The first day of me learning a big lesson in humility. The first day of a few months of pain. The first day of realising just how vain I was. The first day of realising how strong my faith in Christ had become and would strengthen still. The first day of the rest of my life… my life with a wonky smile!
I look at this picture below now and if I’m honest it grosses me out. It’s not a good looking face by any means but it is one that taught me so much. One that taught me about inner beauty and allowing that to shine through, rather than relying on an aesthetically pleasing face.
The photo below was taken on 4th August 2006 and you might think it is the right side in the photo that is the distorted one but actually it is the left-side. The side that was paralysed and would not move. I couldn’t drink, I couldn’t blink and I certainly couldn’t smile.
The one below was taken a couple of months later on 14 October 2006 and you can see the droop had gone and the corner of my mouth could raise a little but there was still a long way to go and a lot of physical and emotional healing yet to happen.
That first weekend with Bells Palsy was a really powerful time and I attended a wonderful service at a church near my parents, receiving prayer from the ministry team there and words from the Lord. I shed my first tears since it had happened and was even more upset to see I could only cry out of my left eye.
After a week or so nothing had changed, no improvements to my face at all and I admit I felt sad.I discovered that the severity of the palsy (or paralysis) depends on the damage to the 7th cranial nerve. The more severe, the longer the recovery period. By this point I was in agony, here is part of my diary entry for Wednesday 5 August 2006 (Day 13) –
“The pain is getting worse, I never expected this. For me I thought paralysis would be just that but no, my face on the poorly side feels like it has been beaten black and blue, just to touch it hurts.”
The doctor diagnosed me with facial neuralgia and gave me some drugs to take for it, these knock me out and stop me driving but the carbamazepine along with co-codamol and nurofen seem to do the trick and the pain starts to subside. In the end I am off work for about six weeks with the facial pain, along with the tired and scratchy eye that still hurts. I think one of the worst things was not being able to eat or drink properly; I could only use half my mouth so everything would spill and I had to use a straw to drink very small amounts. After about six weeks I went back to work as I could blink again and then finally after about four months the visual differences became less noticeable and my face did seem to be making some recovery from the physio I was having.

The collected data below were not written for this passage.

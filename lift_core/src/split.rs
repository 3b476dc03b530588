//! Training splits and the split planner.
//!
//! Split tables are immutable statics: each split is an ordered list of day
//! groups, and each day group carries its target muscles with a focus range
//! and a sampling probability per muscle.

use crate::types::{Goal, Level};
use crate::{Error, Result};
use once_cell::sync::Lazy;
use serde::{Deserialize, Serialize};
use std::collections::BTreeMap;
use std::fmt;
use std::str::FromStr;

/// Fixed split vocabulary
#[derive(Clone, Copy, Debug, Serialize, Deserialize, PartialEq, Eq, PartialOrd, Ord, Hash)]
#[serde(try_from = "String", into = "String")]
pub enum SplitName {
    FullBody,
    UpperLower,
    PushPullLegs,
    Phul,
    HybridPplUpperLower,
    BodyPart,
    SixDayBodyPart,
    PplActiveRest,
}

impl SplitName {
    pub const ALL: [SplitName; 8] = [
        SplitName::FullBody,
        SplitName::UpperLower,
        SplitName::PushPullLegs,
        SplitName::Phul,
        SplitName::HybridPplUpperLower,
        SplitName::BodyPart,
        SplitName::SixDayBodyPart,
        SplitName::PplActiveRest,
    ];

    pub fn label(self) -> &'static str {
        match self {
            SplitName::FullBody => "Full-Body",
            SplitName::UpperLower => "Upper-Lower",
            SplitName::PushPullLegs => "Push-Pull-Legs",
            SplitName::Phul => "Power Hypertrophy Upper Lower",
            SplitName::HybridPplUpperLower => "Hybrid PPL + Upper-Lower",
            SplitName::BodyPart => "Body Part Split",
            SplitName::SixDayBodyPart => "6-Day Body Part Split",
            SplitName::PplActiveRest => "Push-Pull-Legs + Active Rest",
        }
    }

    fn aliases(self) -> &'static [&'static str] {
        match self {
            SplitName::FullBody => &["full body"],
            SplitName::UpperLower => &["upper lower"],
            SplitName::PushPullLegs => &["ppl", "push pull legs"],
            SplitName::Phul => &["phul", "power-hypertrophy-upper-lower"],
            SplitName::HybridPplUpperLower => &["hybrid", "hybrid ppl+upper-lower"],
            SplitName::BodyPart => &["body-part-split"],
            SplitName::SixDayBodyPart => &["6-day-body-part-split"],
            SplitName::PplActiveRest => &["ppl+active-rest", "ppl + active rest"],
        }
    }

    /// Static table for this split
    pub fn split(self) -> &'static Split {
        &SPLITS[&self]
    }
}

impl fmt::Display for SplitName {
    fn fmt(&self, f: &mut fmt::Formatter<'_>) -> fmt::Result {
        f.write_str(self.label())
    }
}

impl FromStr for SplitName {
    type Err = Error;

    fn from_str(s: &str) -> Result<Self> {
        let wanted = s.trim();
        SplitName::ALL
            .into_iter()
            .find(|name| {
                name.label().eq_ignore_ascii_case(wanted)
                    || name
                        .aliases()
                        .iter()
                        .any(|alias| alias.eq_ignore_ascii_case(wanted))
            })
            .ok_or_else(|| Error::UnknownSplit(wanted.to_string()))
    }
}

impl TryFrom<String> for SplitName {
    type Error = Error;

    fn try_from(value: String) -> Result<Self> {
        value.parse()
    }
}

impl From<SplitName> for String {
    fn from(name: SplitName) -> Self {
        name.label().to_string()
    }
}

// ============================================================================
// Split tables
// ============================================================================

/// Target muscle of a day group
#[derive(Clone, Debug, PartialEq)]
pub struct MuscleTarget {
    pub muscle: &'static str,
    /// Share of the session this muscle should take, (min, max)
    pub focus: (f64, f64),
    pub probability: f64,
}

/// One day of a split
#[derive(Clone, Debug)]
pub struct DayGroup {
    pub label: &'static str,
    pub targets: Vec<MuscleTarget>,
}

impl DayGroup {
    pub fn muscles(&self) -> impl Iterator<Item = &'static str> + '_ {
        self.targets.iter().map(|t| t.muscle)
    }
}

#[derive(Clone, Debug)]
pub struct Split {
    pub name: SplitName,
    pub groups: Vec<DayGroup>,
}

type Row = (&'static str, (f64, f64), f64);

fn group(label: &'static str, rows: &[Row]) -> DayGroup {
    DayGroup {
        label,
        targets: rows
            .iter()
            .map(|&(muscle, (lo, hi), probability)| MuscleTarget {
                muscle,
                focus: (lo, hi.max(lo)),
                probability,
            })
            .collect(),
    }
}

const FULL_BODY: &[Row] = &[
    ("Chest", (0.2, 0.3), 0.19),
    ("Back", (0.2, 0.3), 0.19),
    ("Shoulders", (0.1, 0.2), 0.05),
    ("Quads", (0.2, 0.3), 0.19),
    ("Hamstrings", (0.2, 0.3), 0.09),
    ("Triceps", (0.0, 0.1), 0.03),
    ("Biceps", (0.0, 0.1), 0.03),
    ("Trapezius", (0.0, 0.1), 0.03),
    ("Lower back", (0.0, 0.1), 0.02),
    ("Obliques", (0.0, 0.1), 0.02),
    ("Abs", (0.0, 0.1), 0.02),
    ("Glutes", (0.1, 0.2), 0.03),
    ("Abductors", (0.0, 0.1), 0.03),
    ("Adductors", (0.0, 0.1), 0.03),
    ("Calves", (0.0, 0.1), 0.02),
];

const UPPER: &[Row] = &[
    ("Chest", (0.2, 0.35), 0.25),
    ("Shoulders", (0.1, 0.2), 0.14),
    ("Triceps", (0.0, 0.15), 0.08),
    ("Back", (0.2, 0.35), 0.25),
    ("Biceps", (0.0, 0.15), 0.08),
    ("Trapezius", (0.0, 0.1), 0.05),
    ("Lower back", (0.0, 0.1), 0.03),
    ("Obliques", (0.0, 0.1), 0.03),
    ("Abs", (0.0, 0.1), 0.09),
];

const LOWER: &[Row] = &[
    ("Quads", (0.3, 0.4), 0.3),
    ("Glutes", (0.2, 0.3), 0.2),
    ("Hamstrings", (0.2, 0.3), 0.3),
    ("Abductors", (0.05, 0.1), 0.05),
    ("Adductors", (0.05, 0.1), 0.05),
    ("Calves", (0.1, 0.15), 0.1),
];

const PHUL_UPPER: &[Row] = &[
    ("Chest", (0.2, 0.3), 0.24),
    ("Shoulders", (0.1, 0.2), 0.16),
    ("Triceps", (0.1, 0.15), 0.08),
    ("Back", (0.2, 0.3), 0.24),
    ("Biceps", (0.1, 0.15), 0.08),
    ("Trapezius", (0.1, 0.15), 0.05),
    ("Lower back", (0.05, 0.1), 0.03),
    ("Obliques", (0.05, 0.1), 0.03),
    ("Abs", (0.05, 0.1), 0.09),
];

const PUSH: &[Row] = &[
    ("Chest", (0.4, 0.6), 0.5),
    ("Shoulders", (0.2, 0.4), 0.3),
    ("Triceps", (0.2, 0.4), 0.2),
];

const PULL: &[Row] = &[
    ("Back", (0.4, 0.6), 0.5),
    ("Biceps", (0.1, 0.3), 0.2),
    ("Trapezius", (0.1, 0.2), 0.13),
    ("Abs", (0.1, 0.3), 0.12),
    ("Obliques", (0.05, 0.1), 0.05),
];

const LEGS: &[Row] = &[
    ("Quads", (0.3, 0.4), 0.24),
    ("Glutes", (0.2, 0.3), 0.2),
    ("Hamstrings", (0.2, 0.3), 0.24),
    ("Abductors", (0.05, 0.1), 0.08),
    ("Adductors", (0.05, 0.1), 0.08),
    ("Calves", (0.1, 0.15), 0.1),
    ("Lower back", (0.05, 0.1), 0.06),
];

const LEGS_NO_LOWER_BACK: &[Row] = &[
    ("Quads", (0.3, 0.4), 0.3),
    ("Glutes", (0.2, 0.3), 0.2),
    ("Hamstrings", (0.2, 0.3), 0.3),
    ("Abductors", (0.05, 0.1), 0.05),
    ("Adductors", (0.05, 0.1), 0.05),
    ("Calves", (0.1, 0.15), 0.1),
];

const CHEST_DAY: &[Row] = &[("Chest", (0.8, 1.0), 1.0)];

const BACK_DAY: &[Row] = &[("Back", (0.7, 0.9), 0.8), ("Trapezius", (0.1, 0.3), 0.2)];

const SHOULDERS_CORE_DAY: &[Row] = &[
    ("Shoulders", (0.6, 0.8), 0.7),
    ("Abs", (0.2, 0.4), 0.2),
    ("Obliques", (0.05, 0.2), 0.1),
];

const SHOULDERS_DAY: &[Row] = &[("Shoulders", (0.8, 1.0), 1.0)];

const CORE_DAY: &[Row] = &[
    ("Abs", (0.6, 0.7), 0.7),
    ("Obliques", (0.2, 0.3), 0.2),
    ("Lower back", (0.2, 0.3), 0.1),
];

const ARMS_DAY: &[Row] = &[("Biceps", (0.4, 0.6), 0.5), ("Triceps", (0.4, 0.6), 0.5)];

const ACTIVE_REST: &[Row] = &[
    ("Abs", (0.3, 0.5), 0.4),
    ("Obliques", (0.2, 0.3), 0.3),
    ("Lower back", (0.2, 0.3), 0.3),
];

static SPLITS: Lazy<BTreeMap<SplitName, Split>> = Lazy::new(|| {
    let table = [
        (SplitName::FullBody, vec![group("Full Body", FULL_BODY)]),
        (
            SplitName::UpperLower,
            vec![group("Upper", UPPER), group("Lower", LOWER)],
        ),
        (
            SplitName::PushPullLegs,
            vec![group("Push", PUSH), group("Pull", PULL), group("Legs", LEGS)],
        ),
        (
            SplitName::Phul,
            vec![
                group("Power Upper", PHUL_UPPER),
                group("Power Lower", LOWER),
                group("Hypertrophy Upper", PHUL_UPPER),
                group("Hypertrophy Lower", LOWER),
            ],
        ),
        (
            SplitName::HybridPplUpperLower,
            vec![
                group("Push", PUSH),
                group("Pull", PULL),
                group("Legs", LEGS),
                group("Upper", PHUL_UPPER),
                group("Lower", LOWER),
            ],
        ),
        (
            SplitName::BodyPart,
            vec![
                group("Chest", CHEST_DAY),
                group("Back", BACK_DAY),
                group("Legs", LEGS),
                group("Shoulders & Core", SHOULDERS_CORE_DAY),
                group("Arms", ARMS_DAY),
            ],
        ),
        (
            SplitName::SixDayBodyPart,
            vec![
                group("Chest", CHEST_DAY),
                group("Back", BACK_DAY),
                group("Legs", LEGS_NO_LOWER_BACK),
                group("Core", CORE_DAY),
                group("Shoulders", SHOULDERS_DAY),
                group("Arms", ARMS_DAY),
            ],
        ),
        (
            SplitName::PplActiveRest,
            vec![
                group("Push", PUSH),
                group("Pull", PULL),
                group("Legs", LEGS),
                group("Active Rest", ACTIVE_REST),
            ],
        ),
    ];

    table
        .into_iter()
        .map(|(name, groups)| (name, Split { name, groups }))
        .collect()
});

// ============================================================================
// Split planner
// ============================================================================

/// Schedule, level and goal inputs of the split planner
#[derive(Clone, Debug)]
pub struct PlannerInputs<'a> {
    /// Available weekdays, 1 = Monday .. 7 = Sunday
    pub days: &'a [u8],
    pub frequency: u32,
    pub session_minutes: u32,
    pub level: Level,
    pub goals: &'a [Goal],
}

/// Pick a split from schedule, level and goals. Total and deterministic.
pub fn recommend_split(inputs: &PlannerInputs<'_>) -> SplitName {
    let mut days: Vec<u8> = inputs
        .days
        .iter()
        .copied()
        .filter(|d| (1..=7).contains(d))
        .collect();
    days.sort_unstable();
    days.dedup();

    let strength = inputs.goals.iter().any(|g| g.is_strength_focus());
    let hypertrophy = inputs.goals.iter().any(|g| g.is_hypertrophy_focus());
    let minutes = inputs.session_minutes;

    let split = match inputs.frequency {
        0 | 1 => SplitName::FullBody,
        2 => {
            if two_days_apart(&days, 3) && inputs.level >= Level::Beginner {
                SplitName::FullBody
            } else if two_days_apart(&days, 2) && inputs.level >= Level::Novice {
                SplitName::FullBody
            } else {
                SplitName::UpperLower
            }
        }
        3 => {
            if three_day_upper_lower(&days) && minutes > 45 {
                SplitName::UpperLower
            } else if three_day_full_body(&days) && minutes <= 45 {
                SplitName::FullBody
            } else {
                SplitName::PushPullLegs
            }
        }
        4 => {
            let spaced = four_day_upper_lower(&days);
            if strength && hypertrophy && spaced {
                SplitName::Phul
            } else if spaced {
                SplitName::UpperLower
            } else {
                SplitName::PushPullLegs
            }
        }
        5 => {
            if strength && hypertrophy {
                SplitName::HybridPplUpperLower
            } else if !strength && minutes <= 45 {
                SplitName::BodyPart
            } else if !strength {
                SplitName::HybridPplUpperLower
            } else {
                SplitName::PushPullLegs
            }
        }
        6 => {
            if minutes <= 30 {
                SplitName::SixDayBodyPart
            } else {
                SplitName::PushPullLegs
            }
        }
        _ => SplitName::PplActiveRest,
    };

    tracing::debug!(
        "Recommended split {} for frequency {} on days {:?} ({} min)",
        split,
        inputs.frequency,
        days,
        minutes
    );
    split
}

/// Whether any k-subset of `days` (kept in order) satisfies `pred`
fn any_combination(days: &[u8], k: usize, pred: &dyn Fn(&[u8]) -> bool) -> bool {
    fn walk(
        days: &[u8],
        k: usize,
        start: usize,
        current: &mut Vec<u8>,
        pred: &dyn Fn(&[u8]) -> bool,
    ) -> bool {
        if current.len() == k {
            return pred(current);
        }
        for i in start..days.len() {
            current.push(days[i]);
            if walk(days, k, i + 1, current, pred) {
                return true;
            }
            current.pop();
        }
        false
    }

    walk(days, k, 0, &mut Vec::with_capacity(k), pred)
}

fn wrap_gap(a: u8, b: u8) -> u8 {
    7 - a.max(b) + a.min(b)
}

/// Two sessions at least `min_gap` days apart in both directions
fn two_days_apart(days: &[u8], min_gap: u8) -> bool {
    any_combination(days, 2, &|c| {
        c[1].abs_diff(c[0]) >= min_gap && wrap_gap(c[0], c[1]) >= min_gap
    })
}

/// Upper on the first and third session needs three days of recovery either way
fn three_day_upper_lower(days: &[u8]) -> bool {
    any_combination(days, 3, &|c| {
        c[2].abs_diff(c[0]) >= 3 && wrap_gap(c[0], c[2]) >= 3
    })
}

/// Three full-body sessions each separated by at least a day of rest
fn three_day_full_body(days: &[u8]) -> bool {
    any_combination(days, 3, &|c| {
        c[1] - c[0] >= 2 && c[2] - c[1] >= 2 && 7 - c[2] + c[0] >= 2
    })
}

fn four_day_upper_lower(days: &[u8]) -> bool {
    any_combination(days, 4, &|c| c[2] - c[0] >= 3 && c[3] - c[0] >= 3)
}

As I mentioned earlier it is now nearly ten years since I first had Bells Palsy and if I get too tried, ill or stressed my face starts to droop a little and you can see it more, so it is a reminder to look after myself. It took me a good couple of years to come to terms with the emotional loss of my smile and that was a hard process but it has been a joy over the years to realise how God has healed and restored my inner smile. I remember crying abundantly one night at church when I felt sure God had given me back my smile.
Do you know why I believe this happened to me? Because I was not listening to God and His will for me. I had made myself so busy and so stressed with tons of things. I needed a wake up call, one strong enough that it would get me to re-assess my life and give up some of the tasks and start to be a better wife, mother, employee, friend, daughter etc etc
It worked! I stood down from most of my roles, I took some steps in faith by applying for jobs I believed God wanted me to go for and by November 2006 I was pregnant with my wonderful twinnies. What a blessing they were. We had been trying to get pregnant since 2004 and nothing but then when I least expected it I feel I was rewarded for my faith in the Lord. I knew that all would be OK and I knew that losing my smile was not the most important thing in the world.
I’ve even got past the stage of looking at photos and hating my asymmetrical smile and you know what this imperfect face is slowly teaching me? Humility! I am very aware that I can be flawed with pride at times. In the past my sense of self-importance has been out of control but nowadays I am pleased to say that I can recognise this character defect and do work to help keep it in check!
A chance encounter with a viral illness changed my life and shaped my character and helped to make me the imperfect Christian I am today. It feels unbelievable to say it but I am glad it happened or I may never have grown in the way I have.